Insurace Risk Analysis Project

In this project, I have used 2017 data to build a model for finding out probability of customers to ask for a claim in future (2018), along with severity of their claim in USD amount and then create Risk profile based on their probability of asking for a claim.

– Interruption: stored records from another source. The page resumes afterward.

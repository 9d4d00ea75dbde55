mod common;

use bitpay_client::core::config::{StaticEnv, ENV_API_HOST, ENV_API_PORT, ENV_USE_TESTNET};
use bitpay_client::core::kernel::{verify_signature, IDENTITY_HEADER, SIGNATURE_HEADER};
use bitpay_client::{ClientError, Facade, Method, PartialConfig};
use common::{builder, keyed_client, keyless_client, MockTransport, PRIVATE_KEY, PUBLIC_KEY};
use serde_json::{json, Value};
use tempfile::TempDir;

fn home_with_config(contents: &str) -> TempDir {
    let home = TempDir::new().unwrap();
    let dir = home.path().join(".bitpay");
    std::fs::create_dir_all(&dir).unwrap();
    std::fs::write(dir.join("config.json"), contents).unwrap();
    home
}

const FILE_CONFIG: &str = r#"{ "apiHost": "fileApiHost", "apiPort": "7777", "forceSSL": "true" }"#;

mod construction {
    use super::*;

    #[tokio::test]
    async fn test_client_without_key() {
        let transport = MockTransport::new();
        let client = keyless_client(&transport);

        assert!(!client.defaults().get_tokens);
        assert!(!client.defaults().sign_requests);
        assert_eq!(client.facade(), Facade::Public);
        assert!(client.identity().is_none());
        client.ready().await.unwrap();
        assert_eq!(transport.request_count(), 0);
    }

    #[tokio::test]
    async fn test_client_with_key() {
        let transport = MockTransport::new();
        let client = builder(&transport).private_key(PRIVATE_KEY).build().unwrap();

        assert!(client.defaults().get_tokens);
        assert!(client.defaults().sign_requests);
        assert_eq!(client.facade(), Facade::Merchant);
        assert_eq!(client.identity().unwrap().public_key, PUBLIC_KEY);

        client.ready().await.unwrap();
        assert!(client.is_ready());

        let bootstrap = transport.last_request();
        assert_eq!(bootstrap.method, Method::GET);
        assert_eq!(bootstrap.url, "https://bitpay.com:443/tokens");
        assert!(bootstrap.is_signed());
    }

    #[tokio::test]
    async fn test_explicit_config_overrides_defaults() {
        let transport = MockTransport::new();
        let client = builder(&transport)
            .private_key(PRIVATE_KEY)
            .config(
                PartialConfig::new()
                    .api_host("myhost")
                    .api_port(8080)
                    .force_ssl(false),
            )
            .build()
            .unwrap();

        assert_eq!(client.config().api_host, "myhost");
        assert_eq!(client.config().api_port, 8080);
        assert!(!client.config().force_ssl);
        client.ready().await.unwrap();
        assert_eq!(transport.last_request().url, "http://myhost:8080/tokens");
    }

    #[tokio::test]
    async fn test_environment_variables_are_used() {
        let transport = MockTransport::new();
        let env = StaticEnv::new()
            .with_var(ENV_API_HOST, "envApiHost")
            .with_var(ENV_API_PORT, "9999");
        let client = builder(&transport).env(env).build().unwrap();

        assert_eq!(client.config().api_host, "envApiHost");
        assert_eq!(client.config().api_port, 9999);
    }

    #[tokio::test]
    async fn test_config_file_is_used_without_env() {
        let home = home_with_config(FILE_CONFIG);
        let transport = MockTransport::new();
        let client = builder(&transport)
            .env(StaticEnv::new().with_home_dir(home.path()))
            .build()
            .unwrap();

        assert_eq!(client.config().api_host, "fileApiHost");
        assert_eq!(client.config().api_port, 7777);
    }

    #[tokio::test]
    async fn test_testnet_env_wins() {
        let home = home_with_config(FILE_CONFIG);
        let transport = MockTransport::new();
        let env = StaticEnv::new()
            .with_home_dir(home.path())
            .with_var(ENV_API_HOST, "envApiHost")
            .with_var(ENV_USE_TESTNET, "true");
        let client = builder(&transport)
            .env(env)
            .config(PartialConfig::new().api_host("myhost"))
            .build()
            .unwrap();

        assert_eq!(client.config().api_host, "test.bitpay.com");
        assert_eq!(client.config().api_port, 443);
        assert!(client.config().force_ssl);
    }

    #[tokio::test]
    async fn test_testnet_builder_switch() {
        let transport = MockTransport::new();
        let client = builder(&transport).testnet(true).build().unwrap();
        assert_eq!(client.config().base_url(), "https://test.bitpay.com:443");
    }

    #[tokio::test]
    async fn test_env_and_file_combine_per_field() {
        let home = home_with_config(FILE_CONFIG);
        let transport = MockTransport::new();
        let env = StaticEnv::new()
            .with_home_dir(home.path())
            .with_var(ENV_API_PORT, "999");
        let client = builder(&transport).env(env).build().unwrap();

        assert_eq!(client.config().api_host, "fileApiHost");
        assert_eq!(client.config().api_port, 999);
    }
}

mod facade {
    use super::*;

    #[tokio::test]
    async fn test_as_changes_the_facade() {
        let transport = MockTransport::new();
        let client = keyed_client(&transport).await;
        assert_eq!(client.as_facade(Facade::Public).facade(), Facade::Public);
    }

    #[tokio::test]
    async fn test_facade_resets_after_request() {
        let transport = MockTransport::new();
        let client = keyed_client(&transport).await;

        client
            .as_facade(Facade::Public)
            .get("rates", None)
            .await
            .unwrap();
        assert_eq!(client.facade(), Facade::Merchant);
        assert!(!transport.last_request().is_signed());

        client.get("rates", None).await.unwrap();
        assert!(transport.last_request().is_signed());
    }

    #[tokio::test]
    async fn test_facade_resets_after_failed_request() {
        let transport = MockTransport::with_body("not json");
        let client = builder(&transport)
            .private_key(PRIVATE_KEY)
            .get_tokens(false)
            .build()
            .unwrap();

        let result = client.as_facade(Facade::Public).get("rates", None).await;
        assert!(matches!(result, Err(ClientError::Parse(_))));
        assert_eq!(client.facade(), Facade::Merchant);
    }

    #[tokio::test]
    async fn test_prepare_does_not_consume_override() {
        let transport = MockTransport::new();
        let client = keyed_client(&transport).await;

        let request = client
            .as_facade(Facade::Public)
            .prepare(Method::GET, "rates", None)
            .unwrap();
        assert!(!request.is_signed());
        assert_eq!(client.facade(), Facade::Public);
    }

    #[tokio::test]
    async fn test_signed_facade_without_key_is_an_error() {
        let transport = MockTransport::new();
        let client = keyless_client(&transport);

        let result = client.as_facade(Facade::User).get("tokens", None).await;
        assert!(matches!(result, Err(ClientError::Signing(_))));
        assert_eq!(transport.request_count(), 0);
        assert_eq!(client.facade(), Facade::Public);
    }
}

mod send_request {
    use super::*;

    #[tokio::test]
    async fn test_request_is_signed_with_key() {
        let transport = MockTransport::new();
        let client = keyed_client(&transport).await;

        client.get("rates", None).await.unwrap();
        let request = transport.last_request();

        assert_eq!(request.header(IDENTITY_HEADER), Some(PUBLIC_KEY));
        let signature = request.header(SIGNATURE_HEADER).unwrap();
        assert!(verify_signature(&request.data_to_sign, signature, PUBLIC_KEY));
    }

    #[tokio::test]
    async fn test_request_without_key_is_unsigned() {
        let transport = MockTransport::new();
        let client = keyless_client(&transport);

        client.get("rates", None).await.unwrap();
        let request = transport.last_request();

        assert!(request.header(IDENTITY_HEADER).is_none());
        assert!(request.header(SIGNATURE_HEADER).is_none());
    }

    #[tokio::test]
    async fn test_verbs_send_matching_methods() {
        let transport = MockTransport::new();
        let client = keyless_client(&transport);

        client.get("rates", None).await.unwrap();
        assert_eq!(transport.last_request().method.as_str(), "GET");

        client.put("rates", None).await.unwrap();
        assert_eq!(transport.last_request().method.as_str(), "PUT");

        client.post("rates", None).await.unwrap();
        assert_eq!(transport.last_request().method.as_str(), "POST");

        client.delete("rates", None).await.unwrap();
        assert_eq!(transport.last_request().method.as_str(), "DELETE");
    }

    #[tokio::test]
    async fn test_no_trailing_delimiter_without_data() {
        let transport = MockTransport::new();
        let client = keyed_client(&transport).await;

        client
            .as_facade(Facade::User)
            .get("tokens", None)
            .await
            .unwrap();
        let request = transport.last_request();

        assert!(request.is_signed());
        assert!(!request.data_to_sign.ends_with('?'));
        assert_eq!(request.data_to_sign, "https://bitpay.com:443/tokens");
    }

    #[tokio::test]
    async fn test_post_body_is_signed_and_carries_guid() {
        let transport = MockTransport::new();
        let client = keyed_client(&transport).await;

        client
            .post("invoices", Some(json!({ "price": 10, "currency": "USD" })))
            .await
            .unwrap();
        let request = transport.last_request();

        let body: Value = serde_json::from_str(request.body.as_deref().unwrap()).unwrap();
        assert_eq!(body["price"], 10);
        assert_eq!(body["guid"].as_str().unwrap().len(), 36);
        assert_eq!(
            request.data_to_sign,
            format!("{}{}", request.url, request.body.as_deref().unwrap())
        );
    }

    #[tokio::test]
    async fn test_caller_guid_is_kept() {
        let transport = MockTransport::new();
        let client = keyless_client(&transport);

        client
            .post("invoices", Some(json!({ "guid": "mine" })))
            .await
            .unwrap();
        let body: Value =
            serde_json::from_str(transport.last_request().body.as_deref().unwrap()).unwrap();
        assert_eq!(body["guid"], "mine");
    }

    #[tokio::test]
    async fn test_non_object_params_are_rejected() {
        let transport = MockTransport::new();
        let client = keyless_client(&transport);

        let result = client.get("rates", Some(json!("USD"))).await;
        assert!(matches!(result, Err(ClientError::InvalidParameters(_))));
        assert_eq!(transport.request_count(), 0);
    }

    #[tokio::test]
    async fn test_create_guid() {
        let transport = MockTransport::new();
        let client = keyless_client(&transport);
        assert_eq!(client.create_guid().len(), 36);
    }
}
use super::request::{params_object, Params};
use super::BitPayClient;
use crate::core::errors::ClientError;
use reqwest::Method;
use serde_json::Value;
use std::fmt;
use std::ops::Index;

/// A returned API object that can issue follow-up requests for itself.
#[derive(Clone)]
pub struct Resource {
    value: Value,
    path: String,
    client: BitPayClient,
}

impl fmt::Debug for Resource {
    fn fmt(&self, f: &mut fmt::Formatter<'_>) -> fmt::Result {
        f.debug_struct("Resource")
            .field("path", &self.path)
            .field("value", &self.value)
            .finish_non_exhaustive()
    }
}

impl Resource {
    pub(crate) fn new(client: BitPayClient, origin_path: &str, value: Value) -> Self {
        let path = resource_path(origin_path, &value);
        Self {
            value,
            path,
            client,
        }
    }

    /// The object's `id`, if it has a string or numeric one.
    pub fn id(&self) -> Option<String> {
        id_of(&self.value)
    }

    /// Path follow-up requests are sent to.
    pub fn path(&self) -> &str {
        &self.path
    }

    /// Resource token carried by the object, sent along with follow-ups.
    pub fn token(&self) -> Option<&str> {
        self.value.get("token").and_then(Value::as_str)
    }

    pub fn value(&self) -> &Value {
        &self.value
    }

    pub fn get_field(&self, key: &str) -> Option<&Value> {
        self.value.get(key)
    }

    pub fn into_value(self) -> Value {
        self.value
    }

    pub async fn get(&self, params: Option<Value>) -> Result<Response, ClientError> {
        self.send(Method::GET, params).await
    }

    pub async fn put(&self, params: Option<Value>) -> Result<Response, ClientError> {
        self.send(Method::PUT, params).await
    }

    pub async fn post(&self, params: Option<Value>) -> Result<Response, ClientError> {
        self.send(Method::POST, params).await
    }

    pub async fn delete(&self, params: Option<Value>) -> Result<Response, ClientError> {
        self.send(Method::DELETE, params).await
    }

    async fn send(&self, method: Method, params: Option<Value>) -> Result<Response, ClientError> {
        let params = self.with_token(params_object(params)?);
        self.client
            .send_request(method, &self.path, Some(Value::Object(params)))
            .await
    }

    fn with_token(&self, mut params: Params) -> Params {
        if let Some(token) = self.token() {
            params
                .entry("token")
                .or_insert_with(|| Value::String(token.to_string()));
        }
        params
    }
}

/// Parsed response data, every element wrapped as a [`Resource`].
#[derive(Debug, Clone)]
pub enum Response {
    One(Resource),
    Many(Vec<Resource>),
}

impl Response {
    pub fn is_many(&self) -> bool {
        matches!(self, Self::Many(_))
    }

    pub fn as_slice(&self) -> &[Resource] {
        match self {
            Self::One(resource) => std::slice::from_ref(resource),
            Self::Many(resources) => resources,
        }
    }

    pub fn len(&self) -> usize {
        self.as_slice().len()
    }

    pub fn is_empty(&self) -> bool {
        self.as_slice().is_empty()
    }

    pub fn first(&self) -> Option<&Resource> {
        self.as_slice().first()
    }

    pub fn iter(&self) -> std::slice::Iter<'_, Resource> {
        self.as_slice().iter()
    }

    pub fn into_vec(self) -> Vec<Resource> {
        match self {
            Self::One(resource) => vec![resource],
            Self::Many(resources) => resources,
        }
    }

    /// The plain JSON data, without the attached client.
    pub fn into_value(self) -> Value {
        match self {
            Self::One(resource) => resource.into_value(),
            Self::Many(resources) => {
                Value::Array(resources.into_iter().map(Resource::into_value).collect())
            }
        }
    }
}

/// Positional access into the resources.
///
/// Panics when `index` is out of range; use [`Response::first`] or
/// [`Response::iter`] when the length is not known.
impl Index<usize> for Response {
    type Output = Resource;

    fn index(&self, index: usize) -> &Self::Output {
        &self.as_slice()[index]
    }
}

impl IntoIterator for Response {
    type Item = Resource;
    type IntoIter = std::vec::IntoIter<Resource>;

    fn into_iter(self) -> Self::IntoIter {
        self.into_vec().into_iter()
    }
}

impl<'a> IntoIterator for &'a Response {
    type Item = &'a Resource;
    type IntoIter = std::slice::Iter<'a, Resource>;

    fn into_iter(self) -> Self::IntoIter {
        self.iter()
    }
}

/// Wrap parsed data: arrays element by element, anything else as one resource.
pub(crate) fn augment(client: &BitPayClient, origin_path: &str, data: Value) -> Response {
    match data {
        Value::Array(items) => Response::Many(
            items
                .into_iter()
                .map(|item| Resource::new(client.clone(), origin_path, item))
                .collect(),
        ),
        other => Response::One(Resource::new(client.clone(), origin_path, other)),
    }
}

fn id_of(value: &Value) -> Option<String> {
    match value.get("id")? {
        Value::String(id) if !id.is_empty() => Some(id.clone()),
        Value::Number(id) => Some(id.to_string()),
        _ => None,
    }
}

/// `<origin>/<id>` unless the origin already names this object.
fn resource_path(origin_path: &str, value: &Value) -> String {
    let origin = origin_path.trim_matches('/');
    match id_of(value) {
        Some(id) if origin.rsplit('/').next() != Some(id.as_str()) => {
            if origin.is_empty() {
                id
            } else {
                format!("{}/{}", origin, id)
            }
        }
        _ => origin.to_string(),
    }
}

A glossary for the datasets is provided below:

  • pol_number: policy number for the insurance policy
  • pol_eff_dt auto insurance policy effective date
  • gender gender of driver: F, M
  • agecat driver's age category: 1 (youngest), 2, 3, 4, 5, 6
  • date_of_birth driver's date of birth
  • credit_score driver’s credit score(integer): 1-100, 1=poor, 100=excellent
  • area driver's area of residence: A, B, C, D, E, F
  • traffic_index traffic index of driver’s area of residence(integer): 100=country average, >100 means worse traffic conditions than average
  • veh_age age of vehicle(categorical): 1 (youngest), 2, 3, 4
  • veh_body vehicle body, coded as: BUS CONVT = convertible COUPE HBACK = hatchback HDTOP = hardtop MCARA = motorized caravan MIBUS = minibus PANVN = panel van RDSTR = roadster SEDAN STNWG = station wagon TRUCK UTE = utility
  • veh_value vehicle value, in dollar 10,000
  • smonths_insured number of months vehicle insurance is bought(integer)
  • claim_office office location of claim handling agent: A, B, C, D
  • numclaims number of claims(integer): 0 if no claim
  • claimcst0 claim amount: 0 if no claim
  • annual_premium total charged premium